②正常体重の維持;◆人々の成人期を通じた体位が、平均してBMI21~23の範囲内に維持され、個々人のBMIは18.5~25の範囲にあること。◇低体重や過体重を避け、成人期を通じての体重増加を5kg未満に抑えなさい。
③身体活動の維持;◆一生を通じて、活動的なライフスタイル、すなわち、基礎代謝値の1.75倍以上に相当するような身体活動をし、また、かなり激しい身体活動も時々するような生活を維持する、ヒト集団であること。◇もし、職業による身体活動が少ないか中等度の場合、一日に一時間の速歩かそれに匹敵する運動と、さらに一週間に少なくとも合計一時間の活発な運動をしなさい。
-食べ物と飲み物-
④野菜類および果物類;◆一年を通じて、多種類の野菜類および果物類を摂取し、これらから総エネルギーの7%以上を摂取するように勧めること。◇四季を通じて、一日当たり400~800gまたは5皿以上の多種類の野菜類や果物類を食べなさい。[注]目安量1皿80g、一日の標準カロリー2000kcalとする。
⑤その他の植物性食品;◆多種類のでんぷん食品や植物性蛋白質食品から、総エネルギーの45~60%を摂取する。砂糖からのエネルギーは総エネルギーの10%以下に抑える。なお、これらの食品類は、なるべく精製度の低いものが望ましい。◇一日に600~800gまたは7皿以上の、多種類の穀類、豆類、いも類やバナナを食べなさい。精製度のなるべく低いものを選びなさい。砂糖の使用を制限しなさい。
⑥飲酒;◆アルコール類の飲用は勧められない。過度の飲酒をしないように勧める。飲酒する場合は総エネルギーの、男性は5%以下、女性は2.5%以下に抑制する。◇飲酒は勧められない。どうしても飲む場合は、一日当たり、男性は2ドリンク以下、女性は1ドリンク以下に抑えなさい。[注]酒1合、ビール中瓶1本が約2ドリンク、酒類は男性に多い心疾患に予防的であり、一方飲酒は女性の乳癌のリスクを高める。

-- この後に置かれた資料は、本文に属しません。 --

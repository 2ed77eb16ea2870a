//! A disjoint union of two typed alternatives with an explicit empty state.
//!
//! [`Either<L, R>`] is `Left(L)`, `Right(R)` or `None`. Its combinators
//! dispatch on the three states; two-handler combinators reject `None`
//! while their `*_with_none` counterparts handle it.
//!
//! # Examples
//!
//! ```rust
//! use railway::Either;
//!
//! fn parse(input: &str) -> Either<String, i32> {
//!     input.parse::<i32>().map_err(|_| format!("bad input: {input}")).into()
//! }
//!
//! let doubled = parse("21").map_right(|n| n * 2);
//! assert_eq!(doubled, Either::Right(42));
//!
//! let message = parse("x").match_either(|n| n.to_string(), |error| error);
//! assert_eq!(message, Ok("bad input: x".to_string()));
//! ```

mod branch;
mod combinators;
mod ordering;
mod value;

pub use branch::{EitherLeft, EitherRight};
pub use value::Either;
pub(crate) use value::none_state;

static_assertions::assert_impl_all!(Either<String, Vec<u8>>: Send, Sync);
static_assertions::assert_impl_all!(EitherLeft<String>: Send, Sync);
static_assertions::assert_impl_all!(EitherRight<String>: Send, Sync);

⑦肉類;◆赤身の肉(牛肉、豚肉など)を摂取するならば、総エネルギーの10%以下までとする。◇赤身の肉を摂取する場合は、一日に80g以下までに抑えなさい。そのためには、赤身の肉の代わりに、魚や鶏肉(家畜化されていない動物の肉も)が望ましい。[注]魚や鶏肉と癌の関与は認められていない。
⑧総脂肪と油;◆総脂肪や油の摂取は、総エネルギーの15%から多くても30%を超えない範囲とする。◇脂肪の多い食品、特に動物性脂肪の多い食品の摂取は抑えなさい。適当な植物油を控えめに使用するように。